#### SOURCE MATERIAL
========================================================================

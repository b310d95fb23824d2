//! Input event queue bridge.
//!
//! The host owns the input queue; the bridge only holds a weak reference
//! while attached. Each readiness of the queue descriptor pulls one event,
//! offers it to the host's pre-dispatch filter, then to the script's
//! `onInputEvent` callback, and finally completes it.

use crate::guard::InterpreterGuard;
use crate::host::{InputEventHandle, InputQueue};
use crate::lifecycle::{Callbacks, LifecycleEvent};
use filedescriptor::SocketDescriptor;
use mlua::Value;
use std::cell::RefCell;
use std::rc::{Rc, Weak};

/// What one readiness cycle did.
#[derive(Debug, Clone, Copy, PartialEq, Eq)]
pub enum InputOutcome {
    /// No queue attached, or its owner has dropped it
    Detached,
    /// The queue signalled but had no event
    NoEvent,
    /// The host's pre-dispatch filter took the event
    Consumed(InputEventHandle),
    /// The event went through the script and was finished
    Finished { event: InputEventHandle, handled: bool },
}

struct Attached {
    queue: Weak<RefCell<dyn InputQueue>>,
    descriptor: SocketDescriptor,
}

/// Detached/attached state of the host input queue.
#[derive(Default)]
pub struct InputBridge {
    attached: Option<Attached>,
}

impl std::fmt::Debug for InputBridge {
    fn fmt(&self, f: &mut std::fmt::Formatter<'_>) -> std::fmt::Result {
        f.debug_struct("InputBridge")
            .field("descriptor", &self.descriptor())
            .finish()
    }
}

impl InputBridge {
    pub fn new() -> Self {
        Self::default()
    }

    /// Record `queue` as the current input queue and return the descriptor
    /// to watch. Replaces any previously attached queue.
    pub fn attach(&mut self, queue: &Rc<RefCell<dyn InputQueue>>) -> SocketDescriptor {
        let descriptor = queue.borrow().descriptor();
        if let Some(previous) = self.attached.take() {
            tracing::debug!(fd = ?previous.descriptor, "replacing attached input queue");
        }
        self.attached = Some(Attached {
            queue: Rc::downgrade(queue),
            descriptor,
        });
        tracing::debug!(fd = ?descriptor, "input queue attached");
        descriptor
    }

    /// Forget the current queue. Returns its descriptor so the caller can
    /// unregister it.
    pub fn detach(&mut self) -> Option<SocketDescriptor> {
        let attached = self.attached.take()?;
        tracing::debug!(fd = ?attached.descriptor, "input queue detached");
        Some(attached.descriptor)
    }

    /// Attached and the host still owns the queue.
    pub fn is_attached(&self) -> bool {
        self.attached
            .as_ref()
            .is_some_and(|attached| attached.queue.strong_count() > 0)
    }

    pub fn descriptor(&self) -> Option<SocketDescriptor> {
        self.attached.as_ref().map(|attached| attached.descriptor)
    }

    /// Handle one readiness of the queue descriptor.
    pub fn process_ready(&mut self, guard: &InterpreterGuard, callbacks: &Callbacks) -> InputOutcome {
        let Some(queue) = self
            .attached
            .as_ref()
            .and_then(|attached| attached.queue.upgrade())
        else {
            return InputOutcome::Detached;
        };

        let event = {
            let Ok(mut queue) = queue.try_borrow_mut() else {
                tracing::warn!("input queue busy; skipping readiness");
                return InputOutcome::NoEvent;
            };
            let Some(event) = queue.next_event() else {
                return InputOutcome::NoEvent;
            };
            if queue.pre_dispatch(event) {
                tracing::trace!(?event, "input event consumed by pre-dispatch");
                return InputOutcome::Consumed(event);
            }
            event
        };

        let handled = guard
            .with_lua(|lua| {
                callbacks
                    .invoke(lua, LifecycleEvent::InputEvent, event.to_light_userdata())
                    .is_some_and(|values| is_handled(values.into_iter().next().as_ref()))
            })
            .unwrap_or_else(|err| {
                tracing::warn!(%err, ?event, "input event not dispatched");
                false
            });

        match queue.try_borrow_mut() {
            Ok(mut queue) => queue.finish_event(event, handled),
            Err(_) => tracing::error!(?event, "input queue busy; event left unfinished"),
        }
        tracing::trace!(?event, handled, "input event finished");
        InputOutcome::Finished { event, handled }
    }
}

/// Interpret a callback's first return value as the handled flag.
pub fn is_handled(value: Option<&Value<'_>>) -> bool {
    match value {
        Some(Value::Boolean(flag)) => *flag,
        Some(Value::Integer(n)) => *n != 0,
        Some(Value::Number(n)) => *n != 0.0,
        _ => false,
    }
}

========================================================================

#### WORK INSTRUCTIONS
Pick each line holding "InputBridge" out of the entries above and return it.

#### EXERCISE RESULT
pub struct InputBridge {
impl std::fmt::Debug for InputBridge {
        f.debug_struct("InputBridge")
impl InputBridge {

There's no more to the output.